Cathy Turner

Personal information
- Born: Cathy Ann Turner April 10, 1962 (age 64) Rochester, New York, U.S.

Medal record
Women's short track speed skating
Representing the United States
Olympic Games
| Gold medal – first place | 1992 Albertville | 500 m |
| Gold medal – first place | 1994 Lillehammer | 500 m |
| Silver medal – second place | 1992 Albertville | 3000 m relay |
| Bronze medal – third place | 1994 Lillehammer | 3000 m relay |

= Cathy Turner =

Short track speed skater Olympian from Rochester, NY

Cathy Ann Turner (born April 10, 1962, in Rochester, New York) is an American short track speed skater, who won gold medals at the 1992 Winter Olympics and 1994 Winter Olympics.

Turner was the American short-track champion in 1979, but short-track speed skating was not then an Olympic discipline, and in 1980 she left skating to pursue a career as a singer. She sang in bands, shows and then began writing her own songs. She became a studio singer and songwriter under the stage name Nikki Newland. After short-track was exhibited at the 1988 Winter Olympics, she decided to return to the sport. " After nine years away from her sports, she resumed training. She qualified for the Albertville Olympics, where she won the 500-meter short track race and was a member of the silver medal-winning 3000-meter relay team.
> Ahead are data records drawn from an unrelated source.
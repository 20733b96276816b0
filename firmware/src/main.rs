//! Planka keyboard firmware for ATmega32U4.
//!
//! Scans the 5×14 matrix through the shared keyboard core once per
//! millisecond and sends the resulting boot keyboard report over USB.

#![no_std]
#![no_main]
#![feature(asm_experimental_arch)]

mod lines;
mod usb;

use avr_device::atmega32u4::Peripherals;
use embedded_hal::delay::DelayNs;
use planka_keymap::planka::KEYMAP;
use planka_keymap::{Config, Debounce, Keyboard, ReportBuilder};

use lines::PlankaLines;
use usb::UsbKeyboard;

/// Panic handler: on AVR we just loop forever.
#[panic_handler]
fn panic(_info: &core::panic::PanicInfo) -> ! {
    loop {}
}

/// Busy-wait delay, calibrated for 16MHz.
#[derive(Clone, Copy)]
struct BusyWait;

impl DelayNs for BusyWait {
    fn delay_ns(&mut self, ns: u32) {
        // One loop iteration is about 4 cycles, 250ns
        for _ in 0..ns.div_ceil(250) {
            unsafe { core::arch::asm!("nop") };
        }
    }
}

#[no_mangle]
pub extern "C" fn main() -> ! {
    let dp = unsafe { Peripherals::steal() };

    // Clock prescaler = 1
    dp.CPU.clkpr.write(|w| w.clkpce().set_bit());
    dp.CPU.clkpr.write(|w| unsafe { w.bits(0) });

    let mut usb = UsbKeyboard::new();
    usb.init(&dp);

    let mut keyboard = Keyboard::new(PlankaLines::new(&dp), BusyWait, KEYMAP, &Config::DEFAULT);
    keyboard.init();

    let mut report = ReportBuilder::new();
    let mut delay = BusyWait;

    loop {
        usb.poll(&dp);

        let status = avr_device::interrupt::free(|_| keyboard.task(&mut report));
        usb.send_report(&dp, &report.report());

        // A settling scan has already waited its millisecond.
        if status != Debounce::Settling {
            delay.delay_ms(1);
        }
    }
}
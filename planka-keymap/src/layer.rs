//! Layer stack and action resolution.
//!
//! Layers are plain keycode tables. `Trans` falls through to the layer
//! below, `FnN` is looked up in the fn table. Which overlays take part is an
//! active-layer bitmask; underneath all of them sits the default layer.

use log::debug;

use crate::action::{Action, BitOp};
use crate::keycode::Keycode;

/// Keycode table for one layer, `[row][col]`.
pub type Layer<const ROWS: usize, const COLS: usize> = [[Keycode; COLS]; ROWS];

/// Number of layers the bitmask can address.
pub const MAX_LAYERS: usize = 32;

/// Active overlays and the selected base layer.
#[derive(Clone, Copy, Debug, Default, PartialEq, Eq)]
pub struct LayerState {
    layers: u32,
    default_layer: u8,
}

impl LayerState {
    pub const fn new() -> Self {
        Self {
            layers: 0,
            default_layer: 0,
        }
    }

    /// State with the given overlays active on top of `default_layer`.
    pub const fn with(layers: u32, default_layer: u8) -> Self {
        Self {
            layers,
            default_layer,
        }
    }

    /// Active-layer bitmask (bit n = layer n).
    pub fn bits(&self) -> u32 {
        self.layers
    }

    pub fn default_layer(&self) -> u8 {
        self.default_layer
    }

    pub fn is_on(&self, layer: u8) -> bool {
        usize::from(layer) < MAX_LAYERS && self.layers & (1 << layer) != 0
    }

    pub(crate) fn on(&mut self, layer: u8) {
        if usize::from(layer) < MAX_LAYERS {
            self.set(self.layers | 1 << layer);
        }
    }

    pub(crate) fn off(&mut self, layer: u8) {
        if usize::from(layer) < MAX_LAYERS {
            self.set(self.layers & !(1 << layer));
        }
    }

    pub(crate) fn apply(&mut self, op: BitOp, part: u8, bits: u8) {
        self.set(op.apply(self.layers, part, bits));
    }

    pub(crate) fn set_default(&mut self, layer: u8) {
        debug!("default layer: {}", layer);
        self.default_layer = layer;
    }

    fn set(&mut self, layers: u32) {
        if layers != self.layers {
            debug!("layer state: {:08X}", layers);
            self.layers = layers;
        }
    }
}

/// The static keymap: layers (holes allowed) plus the fn table.
#[derive(Clone, Copy)]
pub struct Keymap<'a, const ROWS: usize, const COLS: usize> {
    layers: &'a [Option<Layer<ROWS, COLS>>],
    fn_actions: &'a [Action],
}

impl<'a, const ROWS: usize, const COLS: usize> Keymap<'a, ROWS, COLS> {
    pub const fn new(layers: &'a [Option<Layer<ROWS, COLS>>], fn_actions: &'a [Action]) -> Self {
        Self { layers, fn_actions }
    }

    pub fn layers(&self) -> &'a [Option<Layer<ROWS, COLS>>] {
        self.layers
    }

    /// Raw keycode at a position; missing layers read as `Trans`.
    pub fn keycode(&self, layer: usize, row: usize, col: usize) -> Keycode {
        match self.layers.get(layer) {
            Some(Some(keys)) => keys[row][col],
            _ => Keycode::Trans,
        }
    }

    /// Action of one layer at a position, without falling through.
    pub fn action_for_key(&self, layer: usize, row: usize, col: usize) -> Action {
        let kc = self.keycode(layer, row, col);
        if kc.is_transparent() {
            Action::Transparent
        } else if let Some(index) = kc.fn_index() {
            self.fn_actions.get(index).copied().unwrap_or(Action::NO)
        } else {
            Action::Key(kc)
        }
    }

    /// Resolve a position: active overlays from the highest layer down,
    /// then the default layer. Nothing but transparency resolves to
    /// [`Action::NO`].
    pub fn resolve(&self, row: usize, col: usize, state: &LayerState) -> Action {
        let active = state.bits();
        for layer in (0..MAX_LAYERS).rev() {
            if active & (1 << layer) == 0 {
                continue;
            }
            let action = self.action_for_key(layer, row, col);
            if action != Action::Transparent {
                return action;
            }
        }

        match self.action_for_key(usize::from(state.default_layer()), row, col) {
            Action::Transparent => Action::NO,
            action => action,
        }
    }

    /// Keycode shown for a position of `layer`: its own keycode, or the
    /// default layer's where it is `Trans`.
    pub fn lookup(&self, layer: usize, default_layer: usize, row: usize, col: usize) -> Keycode {
        match self.keycode(layer, row, col) {
            Keycode::Trans => self.keycode(default_layer, row, col),
            kc => kc,
        }
    }
}

#[cfg(test)]
mod tests {
    use super::*;
    use crate::keycode::Keycode::*;
    use crate::keycode::Mods;

    const ___: Keycode = Trans;

    #[rustfmt::skip]
    static LAYERS: [Option<Layer<2, 2>>; 5] = [
        Some([[A, B], [C, Q]]),
        Some([[___, ___], [___, ___]]),
        Some([[E, F], [G, H]]),
        None,
        Some([[Fn0, ___], [___, Kp8]]),
    ];

    static FN_ACTIONS: [Action; 1] = [Action::ModsKey(Mods::LSHIFT, N1)];

    fn keymap() -> Keymap<'static, 2, 2> {
        Keymap::new(&LAYERS, &FN_ACTIONS)
    }

    #[test]
    fn highest_active_overlay_wins() {
        let state = LayerState::with(1 << 4 | 1 << 1, 0);
        assert_eq!(keymap().resolve(1, 1, &state), Action::Key(Kp8));
    }

    #[test]
    fn transparent_overlays_fall_to_default_layer() {
        let state = LayerState::with(1 << 4 | 1 << 1, 0);
        assert_eq!(keymap().resolve(1, 0, &state), Action::Key(C));
    }

    #[test]
    fn default_layer_only_matters_where_no_overlay_hits() {
        let state = LayerState::with(1 << 4, 2);
        assert_eq!(keymap().resolve(1, 1, &state), Action::Key(Kp8));
        assert_eq!(keymap().resolve(0, 1, &state), Action::Key(F));
        assert_eq!(state.bits(), 1 << 4);
    }

    #[test]
    fn fn_keys_go_through_the_fn_table() {
        let state = LayerState::with(1 << 4, 0);
        assert_eq!(
            keymap().resolve(0, 0, &state),
            Action::ModsKey(Mods::LSHIFT, N1)
        );
    }

    #[test]
    fn missing_layers_and_fn_entries() {
        static SPARSE: [Option<Layer<1, 2>>; 1] = [Some([[Fn5, ___]])];
        let keymap = Keymap::new(&SPARSE, &[]);

        assert_eq!(keymap.action_for_key(7, 0, 0), Action::Transparent);
        assert_eq!(keymap.resolve(0, 0, &LayerState::with(1 << 3, 0)), Action::NO);
        assert_eq!(keymap.resolve(0, 1, &LayerState::new()), Action::NO);
    }

    #[test]
    fn resolution_is_deterministic() {
        let state = LayerState::with(0b10110, 2);
        let first = keymap().resolve(0, 1, &state);
        for _ in 0..10 {
            assert_eq!(keymap().resolve(0, 1, &state), first);
        }
    }

    #[test]
    fn lookup_falls_through_for_display() {
        assert_eq!(keymap().lookup(1, 0, 0, 1), B);
        assert_eq!(keymap().lookup(4, 2, 1, 0), G);
        assert_eq!(keymap().lookup(4, 2, 1, 1), Kp8);
    }

    #[test]
    fn state_mutations() {
        let mut state = LayerState::new();
        state.on(4);
        state.on(6);
        state.off(4);
        assert!(state.is_on(6) && !state.is_on(4));

        state.apply(BitOp::Xor, 1, 0b0001);
        assert_eq!(state.bits(), 0b0101_0000);

        state.set_default(1);
        assert_eq!(state.default_layer(), 1);
        assert_eq!(state.bits(), 0b0101_0000);

        state.on(40);
        assert!(!state.is_on(40));
    }
}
Turner retired from competitive skating after the 1992 Games to star with the Ice Capades as a singer and skater in the "Made In America" tour, but then returned yet again for the 1994 Games. She won another gold in the 500 meters in a controversial race in which silver medalist Zhang Yanmei accused Turner of grabbing her leg as Turner passed her; however, the judges did not see it that way. Turner was disqualified from the 1000-meter race when accused of impeding a South Korean skater Kim So-hee in a heat. She took a bronze in the 3000-meter team relay. Turner then placed fifth in the 3000-meter relay at the 1998 Winter Olympics in Nagano.

Turner now lives in Parma, New York and works as a Database Administrator at Paychex Inc., a motivational speaker, and a product spokesperson. She has also been a skating commentator for ESPN. Turner holds a bachelor's degree in computer science from Northern Michigan University, and is a contributor to the book Awaken The Olympian Within, among others.